Since Lonesome Dove, the strongest and most revealing of his five books has been Some Can Whistle (1989). It featured a wealthy fiftyish writer, who is set up in eccentric isolation at a place like Idiot Ridge, beset with fears of self-parody, haunted but also assuaged by loves long past, bewitched by a young grandchild, annoyed by all this nagging talk about fatty diet and cholesterol. McMurtry had heart surgery last year, and the months of convalescence laid him low. A couple who retired to Archer City from the oil patch run a nice little restaurant called the Cottage Tea and Antiques; they still send over covered dishes, making sure he eats right.

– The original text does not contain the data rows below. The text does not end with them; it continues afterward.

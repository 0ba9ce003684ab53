//! The current result set, the selected restaurant and fetch sequencing.

use crate::{
    reference_data::ReferenceData,
    restaurant::{Restaurant, RestaurantKey, RestaurantListing},
};

/// Issued by [`RestaurantResults::begin_fetch`]; only the latest one may apply its response.
#[derive(Debug, Clone, Copy, PartialEq, Eq, PartialOrd, Ord)]
pub struct FetchTicket(u64);

impl FetchTicket {
    pub fn sequence(&self) -> u64 {
        self.0
    }
}

#[derive(Debug, Clone, PartialEq)]
pub enum FetchOutcome {
    Applied { count: usize },
    /// The previous result set was kept.
    Failed { message: String },
    /// A newer fetch was issued after this one; the response was dropped.
    Stale,
}

#[derive(Debug, Clone, PartialEq, Default)]
pub struct RestaurantResults {
    restaurants: Vec<Restaurant>,
    listing_reference: ReferenceData,
    selected: Option<RestaurantKey>,
    last_issued: u64,
    last_completed: u64,
    has_applied: bool,
    last_error: Option<String>,
}

impl RestaurantResults {
    pub fn begin_fetch(&mut self) -> FetchTicket {
        self.last_issued += 1;
        FetchTicket(self.last_issued)
    }

    /// Applies a fetch response. The collection, count and selection change
    /// together, and only for the latest ticket; failures keep the previous collection.
    pub fn complete<E: std::fmt::Display>(&mut self, ticket: FetchTicket, response: Result<RestaurantListing, E>) -> FetchOutcome {
        if ticket.0 != self.last_issued || self.last_completed >= ticket.0 {
            return FetchOutcome::Stale;
        }
        self.last_completed = ticket.0;
        match response {
            Ok(listing) => {
                let count = listing.restaurants.len();
                self.restaurants = listing.restaurants;
                self.listing_reference = ReferenceData { cuisines: listing.cuisines, ambiences: listing.ambiences };
                self.selected = None;
                self.has_applied = true;
                self.last_error = None;
                FetchOutcome::Applied { count }
            }
            Err(e) => {
                let message = e.to_string();
                self.last_error = Some(message.clone());
                FetchOutcome::Failed { message }
            }
        }
    }

    pub fn is_loading(&self) -> bool {
        self.last_completed < self.last_issued
    }

    /// Whether any fetch has ever replaced the (initially empty) collection.
    pub fn has_results(&self) -> bool {
        self.has_applied
    }

    pub fn last_error(&self) -> Option<&str> {
        self.last_error.as_deref()
    }

    pub fn restaurants(&self) -> &[Restaurant] {
        &self.restaurants
    }

    pub fn count(&self) -> usize {
        self.restaurants.len()
    }

    pub fn listing_reference(&self) -> &ReferenceData {
        &self.listing_reference
    }

    pub fn keyed(&self) -> impl Iterator<Item = (RestaurantKey, &Restaurant)> {
        self.restaurants.iter().enumerate().map(|(i, r)| (r.key(i), r))
    }

    pub fn get(&self, key: RestaurantKey) -> Option<&Restaurant> {
        self.keyed().find(|(k, _)| *k == key).map(|(_, r)| r)
    }

    /// Selects a restaurant of the current collection. Unknown keys are ignored.
    pub fn select(&mut self, key: RestaurantKey) -> bool {
        if self.get(key).is_none() {
            return false;
        }
        self.selected = Some(key);
        true
    }

    pub fn selected_key(&self) -> Option<RestaurantKey> {
        self.selected
    }

    pub fn selected_restaurant(&self) -> Option<&Restaurant> {
        self.get(self.selected?)
    }
}
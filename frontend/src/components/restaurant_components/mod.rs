pub mod filter_sidebar;
pub mod restaurant_map;
pub mod restaurant_table;
pub mod results_header;
//! Server-side client for the remote restaurant API.

pub mod api;
pub mod api_utils;
pub mod config;
pub mod error;
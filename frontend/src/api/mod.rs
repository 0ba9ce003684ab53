//! Server functions over the remote restaurant API.

pub mod auth_api;
pub mod restaurant_api;
pub mod review_api;

#[cfg(feature = "server")]
fn to_server_error(error: backend::error::ApiError) -> dioxus::prelude::ServerFnError {
    dioxus::logger::tracing::error!("{error}");
    dioxus::prelude::ServerFnError::ServerError {
        message: error.to_string(),
        code: error.status_code(),
        details: None,
    }
}

#[cfg(feature = "server")]
fn api_client() -> Result<backend::api_utils::api_client::RestaurantApiClient, dioxus::prelude::ServerFnError> {
    backend::api_utils::api_client::get_api_client()
        .map_err(|e| dioxus::prelude::ServerFnError::ServerError { message: format!("{e:#}"), code: 500, details: None })
}
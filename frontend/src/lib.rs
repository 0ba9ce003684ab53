//! Restaurant finder web app: routes, pages, components and server functions.

// dioxus components are snake case
#![allow(non_snake_case)]

pub mod app;
pub(crate) mod routes;
pub(crate) mod pages;
pub(crate) mod components;
pub(crate) mod data_definitions;
pub(crate) mod api;
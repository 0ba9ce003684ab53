use dioxus::prelude::*;

use crate::components::error_boundary::GlobalErrorBoundary;
use crate::data_definitions::session::use_session_provider;
use crate::routes::Route;
const MAIN_CSS: Asset = asset!("/assets/main.css");

const LEAFLET_CSS: &str = "https://unpkg.com/leaflet@1.9.4/dist/leaflet.css";
const LEAFLET_JS: &str = "https://unpkg.com/leaflet@1.9.4/dist/leaflet.js";

#[component]
pub fn App() -> Element {
    use_session_provider();

    rsx! {
        document::Link { rel: "stylesheet", href: LEAFLET_CSS }
        document::Script { src: LEAFLET_JS }

        document::Link { rel: "stylesheet", href: MAIN_CSS }
        GlobalErrorBoundary {
            boundary_name: "App".to_string(),
            Router::<Route> {}
        }
    }
}
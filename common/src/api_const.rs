//! Paths, header names and map defaults shared by client and server.

pub const RESTAURANTS_PATH: &str = "/api/restaurants/";
pub const CUISINES_PATH: &str = "/api/cuisines/";
pub const AMBIENCES_PATH: &str = "/api/ambiences/";
pub const LOGIN_PATH: &str = "/login/";
pub const SIGNUP_PATH: &str = "/signup/";
pub const ADD_REVIEW_PATH: &str = "/add_review/";

/// The listing endpoint only answers with JSON for XHR-style requests.
pub const REQUESTED_WITH_HEADER: &str = "X-Requested-With";
pub const REQUESTED_WITH_VALUE: &str = "XMLHttpRequest";
pub const CSRF_HEADER: &str = "X-CSRFToken";
pub const CSRF_COOKIE_NAME: &str = "csrftoken";

/// Local storage key holding the auth token.
pub const TOKEN_STORAGE_KEY: &str = "token";

pub const DEFAULT_MAP_CENTER: (f64, f64) = (0.0, 0.0);
pub const DEFAULT_MAP_ZOOM: u8 = 2;
pub const SELECTED_MAP_ZOOM: u8 = 10;
pub const SELECTED_MAP_TRANSITION_SECS: f64 = 0.5;

pub const MIN_REVIEW_RATING: f64 = 1.0;
pub const MAX_REVIEW_RATING: f64 = 5.0;
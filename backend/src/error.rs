//! Failures talking to the restaurant API.

use common::api_message::UnexpectedResponse;
use thiserror::Error;

const MAX_BODY_IN_ERROR: usize = 300;

#[derive(Debug, Error)]
pub enum ApiError {
    #[error("request to restaurant API failed: {0}")]
    Transport(#[from] reqwest::Error),

    #[error("restaurant API returned {status}: {body}")]
    Http { status: u16, body: String },

    #[error("could not decode restaurant API response: {0}")]
    Decode(String),
}

impl ApiError {
    pub fn http(status: u16, body: &str) -> Self {
        ApiError::Http { status, body: truncate(body) }
    }

    /// Status code to report across the server function boundary.
    pub fn status_code(&self) -> u16 {
        match self {
            ApiError::Http { status, .. } => *status,
            ApiError::Transport(_) | ApiError::Decode(_) => 500,
        }
    }
}

impl From<UnexpectedResponse> for ApiError {
    fn from(response: UnexpectedResponse) -> Self {
        if response.is_success_status() {
            ApiError::Decode(truncate(&response.body))
        } else {
            ApiError::http(response.status, &response.body)
        }
    }
}

fn truncate(body: &str) -> String {
    match body.char_indices().nth(MAX_BODY_IN_ERROR) {
        Some((cut, _)) => format!("{}...", &body[..cut]),
        None => body.to_string(),
    }
}
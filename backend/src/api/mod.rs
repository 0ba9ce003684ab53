//! Endpoints of the remote restaurant API.

mod restaurants;
pub use restaurants::list_restaurants;

mod reference_data;
pub use reference_data::{list_ambiences, list_cuisines, load_reference_data};

mod auth;
pub use auth::{login, signup};

mod reviews;
pub use reviews::add_review;
//! Error/message bodies returned by the restaurant API on write endpoints.

use serde::{Deserialize, Serialize};

/// `{"error": ...}` or `{"message": ...}`, as sent by the API on rejections.
#[derive(Debug, Clone, PartialEq, Default, Serialize, Deserialize)]
#[serde(default)]
pub struct ApiMessageBody {
    pub error: Option<String>,
    pub message: Option<String>,
}

impl ApiMessageBody {
    pub fn parse(body: &str) -> Option<Self> {
        serde_json::from_str(body).ok()
    }
}

/// A response that is neither a success nor a recognised rejection.
#[derive(Debug, Clone, PartialEq, thiserror::Error)]
#[error("unexpected response {status}: {body}")]
pub struct UnexpectedResponse {
    pub status: u16,
    pub body: String,
}

impl UnexpectedResponse {
    pub fn new(status: u16, body: impl Into<String>) -> Self {
        Self { status, body: body.into() }
    }

    pub fn is_success_status(&self) -> bool {
        (200..300).contains(&self.status)
    }
}

pub(crate) fn is_success(status: u16) -> bool {
    (200..300).contains(&status)
}

pub(crate) fn is_client_error(status: u16) -> bool {
    (400..500).contains(&status)
}

#[cfg(test)]
mod tests {
    use super::*;

    #[test]
    fn unexpected_response_is_an_error() {
        let err: Box<dyn std::error::Error> = Box::new(UnexpectedResponse::new(502, "bad gateway"));
        assert_eq!(err.to_string(), "unexpected response 502: bad gateway");
        assert!(err.source().is_none());
    }

    #[test]
    fn message_body_parses_either_key() {
        let body = ApiMessageBody::parse(r#"{"error": "Invalid credentials"}"#).unwrap();
        assert_eq!(body.error.as_deref(), Some("Invalid credentials"));
        assert_eq!(body.message, None);
        assert!(ApiMessageBody::parse("<html>").is_none());
    }
}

The restored mansion is filled with one-piece furniture and endless shelves of books. Also there’s a “bone room” of ani­mal skulls, femurs, a table made from bones—they came, perforce, with a book collection acquired in Philadelphia. He dislikes air conditioning, which he calls “homogenized air.” His powers of con­centration are legendary; friends recall him hard at work, getting in his daily five pages, with an infant son balanced on his knee. Now he finds himself drawn to sto­ries about people who are getting on in years. Cranky sequels, discoveries anew. Golf balls clear the privacy fence from time to time, ricochet off the roof, roll across the lawn. When McMurtry’s work­ing well, he probably doesn’t notice.